## Task details:
Print exactly what the entries say, line by line, from the first line down to the one with "pub correlation: Arc<dyn", inclusive.

+ + + + +

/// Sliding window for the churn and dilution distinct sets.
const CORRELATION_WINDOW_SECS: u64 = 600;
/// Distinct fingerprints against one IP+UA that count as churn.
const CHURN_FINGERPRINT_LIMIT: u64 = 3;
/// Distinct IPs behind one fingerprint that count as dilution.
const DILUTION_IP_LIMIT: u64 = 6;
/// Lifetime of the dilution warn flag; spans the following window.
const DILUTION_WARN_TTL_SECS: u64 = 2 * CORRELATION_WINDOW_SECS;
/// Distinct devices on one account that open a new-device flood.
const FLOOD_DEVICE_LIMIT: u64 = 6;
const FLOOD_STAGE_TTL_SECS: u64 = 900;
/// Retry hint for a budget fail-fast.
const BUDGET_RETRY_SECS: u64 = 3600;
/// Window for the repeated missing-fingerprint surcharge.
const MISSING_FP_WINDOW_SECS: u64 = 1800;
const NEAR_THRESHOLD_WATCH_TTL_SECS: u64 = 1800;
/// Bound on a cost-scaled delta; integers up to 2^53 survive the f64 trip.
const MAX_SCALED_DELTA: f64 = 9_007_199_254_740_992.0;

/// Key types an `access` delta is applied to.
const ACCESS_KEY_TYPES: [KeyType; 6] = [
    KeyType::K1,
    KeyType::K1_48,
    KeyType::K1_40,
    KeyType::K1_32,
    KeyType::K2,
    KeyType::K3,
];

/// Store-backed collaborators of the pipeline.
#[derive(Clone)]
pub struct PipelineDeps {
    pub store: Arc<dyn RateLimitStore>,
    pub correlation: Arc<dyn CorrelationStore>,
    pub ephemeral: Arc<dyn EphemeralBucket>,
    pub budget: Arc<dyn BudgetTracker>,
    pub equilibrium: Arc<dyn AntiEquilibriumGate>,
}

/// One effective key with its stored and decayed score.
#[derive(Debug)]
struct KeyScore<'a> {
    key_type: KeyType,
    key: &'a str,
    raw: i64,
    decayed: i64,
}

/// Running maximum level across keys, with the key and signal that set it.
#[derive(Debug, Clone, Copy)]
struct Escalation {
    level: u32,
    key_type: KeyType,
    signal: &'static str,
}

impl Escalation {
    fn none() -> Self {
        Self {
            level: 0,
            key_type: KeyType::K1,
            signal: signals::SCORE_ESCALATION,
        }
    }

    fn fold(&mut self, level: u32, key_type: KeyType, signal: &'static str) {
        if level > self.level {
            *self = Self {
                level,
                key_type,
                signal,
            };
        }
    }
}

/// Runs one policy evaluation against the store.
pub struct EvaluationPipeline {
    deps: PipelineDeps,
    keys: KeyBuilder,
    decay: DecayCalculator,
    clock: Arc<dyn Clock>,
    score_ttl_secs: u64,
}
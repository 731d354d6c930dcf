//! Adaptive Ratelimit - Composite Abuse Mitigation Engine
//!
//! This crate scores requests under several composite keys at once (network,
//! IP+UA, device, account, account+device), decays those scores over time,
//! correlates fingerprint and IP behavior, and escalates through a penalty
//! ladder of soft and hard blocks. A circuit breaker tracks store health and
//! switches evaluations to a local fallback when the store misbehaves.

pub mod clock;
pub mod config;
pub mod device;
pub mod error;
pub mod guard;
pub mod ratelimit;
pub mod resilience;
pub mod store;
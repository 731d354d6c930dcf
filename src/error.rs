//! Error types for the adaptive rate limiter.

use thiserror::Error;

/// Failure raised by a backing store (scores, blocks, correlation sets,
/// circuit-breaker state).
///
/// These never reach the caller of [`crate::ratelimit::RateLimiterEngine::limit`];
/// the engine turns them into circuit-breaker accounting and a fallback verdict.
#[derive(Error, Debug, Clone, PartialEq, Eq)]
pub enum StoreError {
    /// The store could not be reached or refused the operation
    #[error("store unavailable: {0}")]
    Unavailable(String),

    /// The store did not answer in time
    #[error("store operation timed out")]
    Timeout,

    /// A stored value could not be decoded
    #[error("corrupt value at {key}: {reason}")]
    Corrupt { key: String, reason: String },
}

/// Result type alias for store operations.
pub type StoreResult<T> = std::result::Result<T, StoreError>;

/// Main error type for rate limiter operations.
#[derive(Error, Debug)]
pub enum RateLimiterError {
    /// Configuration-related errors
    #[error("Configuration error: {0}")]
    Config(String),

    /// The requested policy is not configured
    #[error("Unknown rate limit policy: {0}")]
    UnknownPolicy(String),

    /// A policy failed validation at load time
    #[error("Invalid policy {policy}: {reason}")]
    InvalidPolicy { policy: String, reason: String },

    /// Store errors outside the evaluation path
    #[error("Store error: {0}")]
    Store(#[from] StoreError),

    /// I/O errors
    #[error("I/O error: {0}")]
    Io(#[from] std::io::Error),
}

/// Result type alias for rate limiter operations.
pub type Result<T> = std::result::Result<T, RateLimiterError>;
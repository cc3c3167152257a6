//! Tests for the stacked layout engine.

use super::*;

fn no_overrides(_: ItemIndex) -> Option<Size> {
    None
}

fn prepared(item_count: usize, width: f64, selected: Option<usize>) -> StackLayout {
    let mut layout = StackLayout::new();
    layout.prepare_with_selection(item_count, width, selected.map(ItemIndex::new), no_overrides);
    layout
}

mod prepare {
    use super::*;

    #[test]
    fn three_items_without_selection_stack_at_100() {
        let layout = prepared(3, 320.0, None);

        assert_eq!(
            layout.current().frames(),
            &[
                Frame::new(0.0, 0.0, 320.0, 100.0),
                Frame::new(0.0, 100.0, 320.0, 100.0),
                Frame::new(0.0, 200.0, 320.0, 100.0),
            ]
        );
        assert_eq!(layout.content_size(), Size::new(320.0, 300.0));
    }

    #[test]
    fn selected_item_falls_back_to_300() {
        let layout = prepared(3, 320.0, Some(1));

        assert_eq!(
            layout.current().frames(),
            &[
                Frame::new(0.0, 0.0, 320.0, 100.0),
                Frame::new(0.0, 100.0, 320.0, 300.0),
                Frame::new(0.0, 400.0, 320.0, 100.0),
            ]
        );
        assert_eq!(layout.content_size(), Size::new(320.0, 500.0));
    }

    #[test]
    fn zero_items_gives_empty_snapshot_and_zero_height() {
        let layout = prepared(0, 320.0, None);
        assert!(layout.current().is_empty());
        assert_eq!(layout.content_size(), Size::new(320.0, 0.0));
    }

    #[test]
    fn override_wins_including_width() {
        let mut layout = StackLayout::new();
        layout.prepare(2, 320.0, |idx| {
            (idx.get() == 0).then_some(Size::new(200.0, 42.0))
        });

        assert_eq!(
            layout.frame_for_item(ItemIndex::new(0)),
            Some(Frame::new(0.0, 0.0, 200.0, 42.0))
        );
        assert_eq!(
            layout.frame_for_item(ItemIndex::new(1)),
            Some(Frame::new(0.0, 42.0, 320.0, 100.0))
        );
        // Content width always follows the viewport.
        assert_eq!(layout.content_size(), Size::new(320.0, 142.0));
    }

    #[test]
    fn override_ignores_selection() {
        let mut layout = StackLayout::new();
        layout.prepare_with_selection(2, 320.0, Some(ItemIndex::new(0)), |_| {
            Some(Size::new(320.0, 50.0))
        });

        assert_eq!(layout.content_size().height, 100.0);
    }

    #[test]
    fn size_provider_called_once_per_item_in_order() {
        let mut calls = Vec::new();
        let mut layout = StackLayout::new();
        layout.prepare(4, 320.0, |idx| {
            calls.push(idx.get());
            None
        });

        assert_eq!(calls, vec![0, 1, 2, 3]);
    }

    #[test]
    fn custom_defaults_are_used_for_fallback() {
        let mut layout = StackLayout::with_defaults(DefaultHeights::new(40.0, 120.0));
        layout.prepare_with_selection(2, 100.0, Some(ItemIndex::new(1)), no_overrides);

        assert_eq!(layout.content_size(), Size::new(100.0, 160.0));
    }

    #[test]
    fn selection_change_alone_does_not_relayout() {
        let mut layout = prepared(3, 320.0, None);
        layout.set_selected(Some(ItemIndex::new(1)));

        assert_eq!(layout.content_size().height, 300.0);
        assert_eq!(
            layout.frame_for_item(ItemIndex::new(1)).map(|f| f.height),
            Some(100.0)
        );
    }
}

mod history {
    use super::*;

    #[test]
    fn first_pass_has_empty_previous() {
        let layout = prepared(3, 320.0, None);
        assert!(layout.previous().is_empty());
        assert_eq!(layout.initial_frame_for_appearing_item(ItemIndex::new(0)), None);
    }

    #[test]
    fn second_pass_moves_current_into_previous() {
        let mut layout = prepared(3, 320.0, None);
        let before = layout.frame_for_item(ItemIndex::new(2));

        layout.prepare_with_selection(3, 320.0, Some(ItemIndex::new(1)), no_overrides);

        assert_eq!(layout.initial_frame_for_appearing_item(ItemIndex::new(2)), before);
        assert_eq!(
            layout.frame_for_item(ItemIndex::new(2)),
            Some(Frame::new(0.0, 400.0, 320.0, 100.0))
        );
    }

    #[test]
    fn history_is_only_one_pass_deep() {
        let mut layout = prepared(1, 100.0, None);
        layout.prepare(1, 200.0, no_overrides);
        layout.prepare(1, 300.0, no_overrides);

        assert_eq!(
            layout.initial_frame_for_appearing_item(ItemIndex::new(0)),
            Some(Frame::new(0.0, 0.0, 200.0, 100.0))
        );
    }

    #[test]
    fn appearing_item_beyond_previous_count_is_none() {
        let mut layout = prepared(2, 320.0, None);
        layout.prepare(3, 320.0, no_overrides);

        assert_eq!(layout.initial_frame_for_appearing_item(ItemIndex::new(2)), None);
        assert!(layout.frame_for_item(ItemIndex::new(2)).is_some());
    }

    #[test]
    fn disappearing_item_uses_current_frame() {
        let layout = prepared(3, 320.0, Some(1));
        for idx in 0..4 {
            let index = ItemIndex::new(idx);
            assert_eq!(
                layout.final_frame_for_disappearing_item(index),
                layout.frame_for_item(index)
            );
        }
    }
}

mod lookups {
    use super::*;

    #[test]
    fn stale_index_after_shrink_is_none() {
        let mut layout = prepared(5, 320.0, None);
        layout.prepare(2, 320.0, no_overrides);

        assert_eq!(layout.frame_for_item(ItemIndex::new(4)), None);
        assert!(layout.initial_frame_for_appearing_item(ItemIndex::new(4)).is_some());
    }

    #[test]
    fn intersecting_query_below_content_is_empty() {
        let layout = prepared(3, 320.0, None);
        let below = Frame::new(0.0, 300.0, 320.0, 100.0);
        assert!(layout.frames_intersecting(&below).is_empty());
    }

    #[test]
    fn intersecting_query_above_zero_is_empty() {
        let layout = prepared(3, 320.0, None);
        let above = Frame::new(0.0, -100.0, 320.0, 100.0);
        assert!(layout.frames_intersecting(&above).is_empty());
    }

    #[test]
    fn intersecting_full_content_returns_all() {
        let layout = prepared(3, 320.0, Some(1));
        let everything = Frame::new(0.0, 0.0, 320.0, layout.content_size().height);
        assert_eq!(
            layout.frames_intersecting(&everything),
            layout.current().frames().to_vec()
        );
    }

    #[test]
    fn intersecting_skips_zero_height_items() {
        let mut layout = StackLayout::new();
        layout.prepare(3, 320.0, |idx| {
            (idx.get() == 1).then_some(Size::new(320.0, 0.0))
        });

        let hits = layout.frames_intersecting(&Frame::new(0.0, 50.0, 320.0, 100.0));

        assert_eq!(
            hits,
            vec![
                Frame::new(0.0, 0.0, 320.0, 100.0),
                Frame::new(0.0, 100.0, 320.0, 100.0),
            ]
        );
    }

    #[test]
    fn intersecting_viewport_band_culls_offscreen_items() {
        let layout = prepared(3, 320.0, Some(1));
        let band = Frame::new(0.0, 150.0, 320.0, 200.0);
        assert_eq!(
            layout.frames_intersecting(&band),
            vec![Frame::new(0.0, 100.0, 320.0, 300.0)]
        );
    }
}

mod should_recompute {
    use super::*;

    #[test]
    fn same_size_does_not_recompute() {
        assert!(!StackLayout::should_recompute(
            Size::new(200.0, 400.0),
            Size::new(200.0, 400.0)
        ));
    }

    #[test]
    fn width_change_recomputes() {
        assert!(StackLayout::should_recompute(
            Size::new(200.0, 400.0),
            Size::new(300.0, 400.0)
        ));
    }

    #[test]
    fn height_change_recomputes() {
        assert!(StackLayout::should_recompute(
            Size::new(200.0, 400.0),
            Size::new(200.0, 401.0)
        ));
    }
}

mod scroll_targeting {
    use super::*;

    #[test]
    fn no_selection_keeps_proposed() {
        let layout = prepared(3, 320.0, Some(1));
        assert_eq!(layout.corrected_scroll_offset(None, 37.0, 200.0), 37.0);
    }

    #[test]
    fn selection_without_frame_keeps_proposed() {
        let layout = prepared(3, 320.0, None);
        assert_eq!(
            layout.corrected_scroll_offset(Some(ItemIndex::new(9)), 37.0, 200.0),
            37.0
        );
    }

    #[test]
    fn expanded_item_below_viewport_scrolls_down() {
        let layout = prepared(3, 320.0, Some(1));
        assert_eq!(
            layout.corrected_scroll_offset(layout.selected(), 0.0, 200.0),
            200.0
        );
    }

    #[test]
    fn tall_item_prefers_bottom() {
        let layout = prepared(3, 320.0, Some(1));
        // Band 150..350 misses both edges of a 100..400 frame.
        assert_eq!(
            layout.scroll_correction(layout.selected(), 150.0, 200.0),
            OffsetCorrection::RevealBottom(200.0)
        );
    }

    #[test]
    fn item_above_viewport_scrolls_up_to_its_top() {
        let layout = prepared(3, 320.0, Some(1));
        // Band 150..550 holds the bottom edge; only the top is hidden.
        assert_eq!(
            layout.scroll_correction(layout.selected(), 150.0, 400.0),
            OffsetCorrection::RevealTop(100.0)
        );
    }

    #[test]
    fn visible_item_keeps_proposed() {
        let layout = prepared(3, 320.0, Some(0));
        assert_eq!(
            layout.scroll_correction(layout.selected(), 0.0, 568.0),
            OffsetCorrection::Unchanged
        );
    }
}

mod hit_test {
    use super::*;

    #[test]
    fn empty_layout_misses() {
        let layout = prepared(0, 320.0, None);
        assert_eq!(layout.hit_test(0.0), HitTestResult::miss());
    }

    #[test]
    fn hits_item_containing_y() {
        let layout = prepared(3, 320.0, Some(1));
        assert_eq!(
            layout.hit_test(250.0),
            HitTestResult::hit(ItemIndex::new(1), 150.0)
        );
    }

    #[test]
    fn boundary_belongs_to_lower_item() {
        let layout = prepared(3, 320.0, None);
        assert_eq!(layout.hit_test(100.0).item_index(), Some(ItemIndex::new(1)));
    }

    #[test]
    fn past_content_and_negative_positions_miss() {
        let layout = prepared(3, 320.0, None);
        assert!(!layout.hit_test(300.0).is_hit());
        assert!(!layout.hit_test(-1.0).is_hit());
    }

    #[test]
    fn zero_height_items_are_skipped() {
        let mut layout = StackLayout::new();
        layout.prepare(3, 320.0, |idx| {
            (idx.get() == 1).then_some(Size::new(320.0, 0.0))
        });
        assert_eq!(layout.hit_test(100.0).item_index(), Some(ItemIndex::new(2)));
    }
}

+ + + + +

## Your response:
/// Sliding window for the churn and dilution distinct sets.
const CORRELATION_WINDOW_SECS: u64 = 600;
/// Distinct fingerprints against one IP+UA that count as churn.
const CHURN_FINGERPRINT_LIMIT: u64 = 3;
/// Distinct IPs behind one fingerprint that count as dilution.
const DILUTION_IP_LIMIT: u64 = 6;
/// Lifetime of the dilution warn flag; spans the following window.
const DILUTION_WARN_TTL_SECS: u64 = 2 * CORRELATION_WINDOW_SECS;
/// Distinct devices on one account that open a new-device flood.
const FLOOD_DEVICE_LIMIT: u64 = 6;
const FLOOD_STAGE_TTL_SECS: u64 = 900;
/// Retry hint for a budget fail-fast.
const BUDGET_RETRY_SECS: u64 = 3600;
/// Window for the repeated missing-fingerprint surcharge.
const MISSING_FP_WINDOW_SECS: u64 = 1800;
const NEAR_THRESHOLD_WATCH_TTL_SECS: u64 = 1800;
/// Bound on a cost-scaled delta; integers up to 2^53 survive the f64 trip.
const MAX_SCALED_DELTA: f64 = 9_007_199_254_740_992.0;

/// Key types an `access` delta is applied to.
const ACCESS_KEY_TYPES: [KeyType; 6] = [
    KeyType::K1,
    KeyType::K1_48,
    KeyType::K1_40,
    KeyType::K1_32,
    KeyType::K2,
    KeyType::K3,
];

/// Store-backed collaborators of the pipeline.
#[derive(Clone)]
pub struct PipelineDeps {
    pub store: Arc<dyn RateLimitStore>,
    pub correlation: Arc<dyn CorrelationStore>,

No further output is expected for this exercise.